In Italia alle limitazioni oggettive alla nostra sovranità, determinate dall’interdipendenza mondiale e dalle forze transnazionali, se ne aggiungono altre che ci siamo autoimposti, per l’erosione del senso di identità nazionale perseguita, in parte volutamente, da correnti culturali e politiche "ecumeniche" e per la profonda crisi, politica e istituzionale, che lo Stato attraversa. Ciò impedisce addirittura agli italiani di avere la consapevolezza di essere tra i vincitori della terza guerra mondiale – cioè della guerra fredda – e li rende incapaci sia di cogliere le opportunità che si sono aperte sia di assumere quei ruoli e responsabilità da cui dipenderà la possibilità futura di far parte del governo del mondo o almeno di quello dell’Europa. 

  

Diplomazia della violenza. 

A differenza della seconda guerra mondiale, conclusasi con la debellatio del nemico e l’imposizione di una resa incondizionata, attualmente l’uso della forza di per sé non risolve i conflitti.

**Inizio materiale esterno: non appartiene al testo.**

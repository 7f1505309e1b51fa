use std::time::{Instant, SystemTime, UNIX_EPOCH};

pub mod broadcast;
pub mod handlers;
pub mod janitor;
pub mod lifecycle;
pub mod locations;
pub mod rate_limit;
pub mod registry;
pub mod session;

pub use session::{ConnId, Tx};

use crate::config::HubConfig;
use broadcast::Connections;
use locations::LocationStore;
use rate_limit::RateLimiter;
use registry::SessionRegistry;

/// Milliseconds since the UNIX epoch; the hub's wire clock.
pub fn epoch_ms() -> u64 {
    SystemTime::now()
        .duration_since(UNIX_EPOCH)
        .map(|d| d.as_millis() as u64)
        .unwrap_or(0)
}

/// Shared state for one hub instance, handed to connection tasks and the
/// janitor behind an `Arc`. Each store serializes its own mutations; no
/// handler holds a lock across an await point.
pub struct Hub {
    pub connections: Connections,
    pub registry: SessionRegistry,
    pub locations: LocationStore,
    pub rate: RateLimiter,
    pub config: HubConfig,
    started: Instant,
}

impl Hub {
    pub fn new(config: HubConfig) -> Self {
        Self {
            connections: Connections::new(),
            registry: SessionRegistry::new(),
            locations: LocationStore::new(),
            rate: RateLimiter::new(config.rate_window_ms, config.rate_max),
            config,
            started: Instant::now(),
        }
    }

    pub fn uptime_secs(&self) -> u64 {
        self.started.elapsed().as_secs()
    }
}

Serve solo a far ritornare la situazione a un punto in cui sia possibile ricominciare a trattare. L’intervento non ha per scopo la giustizia, ma il ristabilimento di un certo ordine, cioè di condizioni di tregua. Un successo militare non determina la soluzione di un conflitto interno, crea solo una gamma di opzioni, sbloccando una situazione senza via d’uscita. La forza facilita i processi politici. Non è un loro sostituto. È un presupposto necessario, ma non sufficiente per la pace. 
Per essere impiegata efficacemente essa ha bisogno, quantomeno, di sapere che tipo di pace vogliono i politici. La strategia della gestione delle crisi si identifica così con la "diplomazia della violenza". 
Se non esiste una potenza leader in grado di dare unitarietà agli interventi multinazionali, sarà ben difficile gestire efficacemente azioni preventive. La gestione di interventi preventivi a livello globale – da parte dell’ONU – appare quasi impossibile sotto il profilo pratico. Solo gli Usa o al limite alleanze di difesa come la Nato, possono garantire, oltre a forze e capacità operative, l’indispensabile unitarietà e tempestività decisionale. 
 
  

Cultura della guerra. 

Le difficoltà attuali derivano anche dal fatto che, dopo cinquant’anni di demonizzazione della guerra, l’Occidente ne ha perso la cultura. Invece di una cultura della pace, bisognerebbe ripristinare quanto prima una cultura sulla guerra.  
Sarà difficile, ma se lo si riuscisse a fare, ci si renderebbe conto che cosa significa intervenire militarmente e si saprebbe agire efficacemente, senza limitarsi a lamentose prediche o a condanne retoriche.